The work isn't over for the UW Coaching staff on the 2011 recruiting class. The signed recruits don't address the Huskies biggest need next season which is to find a post player ready to contribute from day one. One option has already committed and his arrival isn't a question of if, but when. Former Todd Beamer star and soon-to-be Tacoma Community College sophomore Kevin Davis is an athletic 6-foot-9 power forward with pogo sticks for legs. Davis committed to the Huskies in the spring and is racing to earn his Associates Degree to order to become eligible with UW next fall. He's reportedly about a quarter behind after some of his credits from the College of Southern Idaho didn't transfer, but all indications are that he's planning on being at Washington when practice opens next fall.

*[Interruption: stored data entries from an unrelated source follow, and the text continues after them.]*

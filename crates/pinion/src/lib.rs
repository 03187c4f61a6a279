//! An embeddable interpreter for a dynamically typed,
//! indentation-structured, object-oriented scripting language.
//!
//! The pipeline is lexer → parser/desugarer → bytecode compiler → stack
//! interpreter, over a tagged value model with copy-on-write attribute
//! tables and a tracing mark-sweep collector. Everything is per-context;
//! the only process-wide state is the error-callback registration.
//!
//! ```
//! use pinion::{CollectStringPrint, Config, Context};
//!
//! let print = CollectStringPrint::new();
//! let output = print.handle();
//! let mut ctx = Context::new(Config {
//!     print: Box::new(print),
//!     ..Config::default()
//! })
//! .unwrap();
//! let program = ctx.compile("print(6 * 7)", "__main__").unwrap();
//! ctx.invoke(program, &[], &[]).unwrap();
//! assert_eq!(output.borrow().as_str(), "42\n");
//! ```

use std::sync::Mutex;

mod args;
mod attrs;
mod builtins;
mod bytecode;
mod context;
mod exception;
mod expressions;
mod function;
mod heap;
mod intern;
mod io;
mod lexer;
mod modules;
mod object;
mod parse;
mod types;
mod value;

pub use crate::context::{Config, Context, ModuleLoader, ValueRef, DEFAULT_MAX_RECURSION};
pub use crate::exception::{ExcType, Exception, SourcePos, StackFrame};
pub use crate::heap::DEFAULT_GC_RUN_FACTOR;
pub use crate::io::{CollectStringPrint, PrintWriter, StdPrint};
pub use crate::object::Object;

/// Process-wide sink for host programmer-error diagnostics, guarded by a
/// mutex; this is the only state shared between contexts.
static ERROR_CALLBACK: Mutex<Option<Box<dyn Fn(&str) + Send>>> = Mutex::new(None);

/// Registers a callback receiving out-of-band diagnostics about invalid
/// host API usage.
pub fn set_error_callback(callback: impl Fn(&str) + Send + 'static) {
    if let Ok(mut slot) = ERROR_CALLBACK.lock() {
        *slot = Some(Box::new(callback));
    }
}

/// Clears the process-wide error callback.
pub fn clear_error_callback() {
    if let Ok(mut slot) = ERROR_CALLBACK.lock() {
        *slot = None;
    }
}

pub(crate) fn report_host_error(message: &str) {
    if let Ok(slot) = ERROR_CALLBACK.lock() {
        if let Some(callback) = slot.as_ref() {
            callback(message);
        }
    }
}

But for the UW coaching staff to feel comfortable, they need to make a big splash with one of two stand-out prospects remaining in a woefully thin 2011 post class.

With Norvel Pelle having signed with St. John's over UW, another option for the Huskies is 6-foot-8 San Diego phenom Angelo Chol. Chol had favored the Huskies and his relationship with coach Romar until recently, when North Carolina entered the picture this past Spring. Like Pelle, Chol checks in at a lanky 6-foot-9 and possesses many of the same appealing traits as Pelle, but with a more polished back-to-the-basket game. The Huskies chances of landing Chol took a hit Wednesday when Cody Zeller spurned North Carolina for Indiana. The Tarheels are now expected to make Chol their top target, though he has indicated he'll wait until after his visits and sign during the spring.

There are others out there, though they're just developing. DeAndre Daniels is a legitimate blue chip forward who originally committed to Texas before changing his mind. Washington is thought to be a long shot, though they were recruiting him before his original commitment. The Husky coaching staff, especially coach Raphael Chillious, continue to scour the junior college ranks for potential hidden gems.